How can you tell when your child is ready to graduate to a booster seat? The answer depends on the size of your child and Canadian law. These tips should help you decide if your child is ready for that next step.
Your child’s size
As a rule of thumb, babies and toddlers up until the age of three or four should ride in the back seat in a car seat.
After that age, if your child still fits into a car seat, it’s best to continue using one. The five-point harness will keep them safer than a booster seat used with your car’s seat belts. It’s worth noting that by the age of three or four, children can start to become more independent and some may resent their car seat.
If your child’s head reaches above the top of the car seat and/or his or her legs have grown too long to sit comfortably in it, you might want to consider a booster seat.
Each Canadian province has laws and regulations concerning the use of car and booster seats.

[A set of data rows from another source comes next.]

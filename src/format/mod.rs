//! Flat-text counterpart of the node builder.

use crate::args::Arg;
use crate::buffer::Buffer;
use crate::error::Error;
use crate::tag::{Marker, Tag};
use crate::Result;

impl Buffer {
    /// Append one line (or raw block) per argument.
    ///
    /// The key prefix is the tag text before `=`, kept verbatim. Integers are
    /// written bare, strings inside double quotes without escaping, blocks
    /// as-is with no newline. A `None` block is skipped. A tag with no marker
    /// is copied through unchanged.
    ///
    /// Stops at the first failure; lines already appended stay in the buffer
    /// unless the failure was an allocation failure, which empties it.
    ///
    /// # Examples
    /// ```
    /// use config_request::{Arg, Buffer};
    ///
    /// let mut buf = Buffer::new();
    /// buf.append_args(&[Arg::int("size=%d", 100), Arg::str("label=%s", "x")])?;
    /// assert_eq!(buf.as_str(), "size= 100\nlabel= \"x\"\n");
    /// # Ok::<(), config_request::Error>(())
    /// ```
    pub fn append_args(&mut self, args: &[Arg<'_>]) -> Result<()> {
        let mut line = String::new();
        let mut number = itoa::Buffer::new();

        for arg in args {
            let tag = Tag::parse(arg.tag())?;
            let key = tag.prefix();
            line.clear();

            match (tag.embedded_marker(), *arg) {
                (Some(Marker::Int), Arg::Int(_, value)) => {
                    line.push_str(key);
                    line.push_str("= ");
                    line.push_str(number.format(value));
                    line.push('\n');
                }
                (Some(Marker::Str), Arg::Str(_, value)) => {
                    line.push_str(key);
                    line.push_str("= \"");
                    line.push_str(value);
                    line.push_str("\"\n");
                }
                (Some(Marker::Block), Arg::Block(_, None)) => continue,
                (Some(Marker::Block), Arg::Block(_, Some(block))) => {
                    line.push_str(key);
                    line.push_str(block);
                }
                (None, Arg::Text(text)) => line.push_str(text),
                (marker, other) => {
                    let expected = marker.map_or("text", Marker::as_str);
                    tracing::error!(
                        tag = tag.raw(),
                        expected,
                        supplied = other.describe(),
                        "argument does not match its marker"
                    );
                    return Err(Error::build(format!(
                        "tag expects {expected} but was given {}",
                        other.describe()
                    ))
                    .with_tag(tag.raw()));
                }
            }

            self.append(&line)?;
        }

        Ok(())
    }
}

For example, in Ontario, children must be in car seats until they weigh at least 9 kilograms. Once they reach 18 kilograms they should be moved into a booster seat. In Manitoba, children must ride in a car seat until they weigh at least 23 kg and are 5 years old. Check your province’s requirements before you buy a booster seat.
Laws may also impact your choice of a booster seat. Under Canadian law, if you use a low back booster seat, your car must have adjustable head rests.
Booster seats are available in a range of styles, colours and prices. Make sure you shop with your child and let him or her test drive a range of seats to determine which one is most comfortable. Involving them in the choice will make the transition to a booster seat easier.
The decision to move your child from a car seat to a booster seat is a question of their size, comfort level and the law. Let your child participate in the choice of a booster seat and chances are he or she will be more willing to cooperate.